Finanzmisere zwingt zu Entlassungen und Schließungen

Corel protestiert gegen einen Microsoft-Auftrag

17.07.1998

Laut Corel hat die kanadische Regierung Microsoft mit der Lieferung von 30000 Office-Paketen beauftragt, ohne Corels Konkurrenzprodukt "Wordperfect Office" in Erwägung gezogen zu haben.

Die Office-Suites sind nach Informationen der "Financial Times" für das kanadische Steueramt vorgesehen, das bereits im letzten Jahr etwa 5000 Stück der Microsoft-Software im Wert von zirka zwei Millionen Dollar erstanden hatte. Die kanadische Regierung habe laut Corel die internationalen und nationalen Handelsverpflichtungen gebrochen, indem sie anderen Herstellern kein entsprechendes Angebot unterbreitet hat. Nun soll das von Corel beauftragte International Trade Tribunal den Deal über die erneute Lieferung unterbinden. Die Rahmenbedingungen der Vereinbarung mit Microsoft "geben anderen Wettbewerbern schlichtweg keine Chance", kritisiert Corels Rechtsanwalt Ronald Lunau.

Steuerbehörde will am Auftrag festhalten

Dennoch will die Steuerbehörde am Geschäft mit Microsoft festhalten. So habe man bereits die gelieferten 5000 Pakete auf die Systeme installiert. Ein Umstieg auf Corels oder Lotus' Office-Paket würde hohe Kosten und eventuell Schwierigkeiten bei der Systemeinführung mit sich bringen. Die Umstellung auf Microsofts Office diene zum Teil den Bemühungen der Behörde, seine Systeme auf das Jahr 2000 vorzubereiten.

Branchenbeobachter vermuten indes, daß die Entscheidung zugunsten Microsofts von anderen Gründen abhängt. Denn während Corel gerade neun Prozent Marktanteil mit Wordperfect Office innehat, beherrscht Microsoft mit etwa 90 Prozent das Geschäft mit Bürosuites klar. Darüber hinaus könnte die derzeit wirtschaftlich katastrophale Situation Corels die Entscheidung der Regierung pro Microsoft beeinflußt haben. Nach miserablen Ergebnissen in den letzten Geschäftsquartalen mußte Corel auch im zweiten Quartal des laufenden Geschäftsjahres ein Minus ausweisen. Rund 8,3 Millionen Dollar Verlust mußte der Hersteller hinnehmen. Im ersten Quartal hatte das Defizit 21,1 Millionen Dollar betragen. Im vierten Quartal des Vorjahres hatte Corel sogar 95 Millionen Dollar auf der Soll-Seite des Geschäftskontos verbuchen müssen.

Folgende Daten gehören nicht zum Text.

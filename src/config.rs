//! Engine configuration.

use std::ffi::OsStr;

/// Environment variable that switches on per-query diagnostics.
pub const DEBUG_ENV_VAR: &str = "DEBUG_ME";

/// Immutable settings for an [`crate::IncrementalSieve`].
#[derive(Debug, Clone, Copy, Default, PartialEq, Eq)]
pub struct SieveConfig {
    /// Emit a [`crate::SieveSnapshot`] to the diagnostic sink after every query.
    pub debug: bool,
}

impl SieveConfig {
    /// Read the debug toggle once from the process environment.
    /// Any non-empty value of `DEBUG_ME` enables diagnostics.
    pub fn from_env() -> Self {
        Self::from_debug_value(std::env::var_os(DEBUG_ENV_VAR).as_deref())
    }

    fn from_debug_value(value: Option<&OsStr>) -> Self {
        Self { debug: value.map_or(false, |v| !v.is_empty()) }
    }
}
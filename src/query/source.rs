//! Model list sources
//!
//! Where the polling service reads the model list from.

use crate::types::model::{parse_descriptors, ModelDescriptor};
use async_trait::async_trait;
use reqwest::StatusCode;
use serde_json::Value;
use std::time::Duration;
use thiserror::Error;

/// Errors from a single read of the model list
#[derive(Debug, Error)]
pub enum FetchError {
    #[error("Request failed: {0}")]
    Request(#[from] reqwest::Error),
    #[error("Unexpected status: {0}")]
    Status(StatusCode),
    #[error("Invalid payload: {0}")]
    Payload(#[from] serde_json::Error),
}

/// Something that can list the locally available models
#[async_trait]
pub trait ModelSource: Send + Sync {
    async fn fetch(&self) -> Result<Vec<ModelDescriptor>, FetchError>;
}

/// Reads the model list from the backend over HTTP
pub struct HttpModelSource {
    client: reqwest::Client,
    url: String,
}

impl HttpModelSource {
    pub fn new(url: impl Into<String>, timeout: Duration) -> Result<Self, FetchError> {
        let client = reqwest::Client::builder()
            .timeout(timeout)
            .user_agent(concat!("ModelDeck/", env!("CARGO_PKG_VERSION")))
            .build()?;

        Ok(Self {
            client,
            url: url.into(),
        })
    }

    pub fn with_client(client: reqwest::Client, url: impl Into<String>) -> Self {
        Self {
            client,
            url: url.into(),
        }
    }

    pub fn url(&self) -> &str {
        &self.url
    }
}

#[async_trait]
impl ModelSource for HttpModelSource {
    async fn fetch(&self) -> Result<Vec<ModelDescriptor>, FetchError> {
        let response = self.client.get(&self.url).send().await?;

        let status = response.status();
        if !status.is_success() {
            return Err(FetchError::Status(status));
        }

        let body = response.bytes().await?;
        let entries: Vec<Value> = serde_json::from_slice(&body)?;
        Ok(parse_descriptors(entries))
    }
}
//! ModelDeck Library
//!
//! Core library for the ModelDeck desktop panel: polls the backend for the
//! models available on this machine and renders them as cards.

pub mod app;
pub mod query;
pub mod storage;
pub mod types;
pub mod ui;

Die wirtschaftlich anhaltende Misere zwingt Corel nun offensichtlich zu radikalen Gegenmaßnahmen. Kurzfristig hat das Management beschlossen, seine Dependance in Orem, Utah, zu schließen und etwa 530 Mitarbeitern - rund 20 Prozent - den Laufpaß zu geben. Damit will Corel eigenen Angaben zufolge etwa 33 Millionen Dollar jährlich einsparen. In Orem entstand die Textverarbeitung "Wordperfect", das Kernstück der Wordperfect-Office-Suite.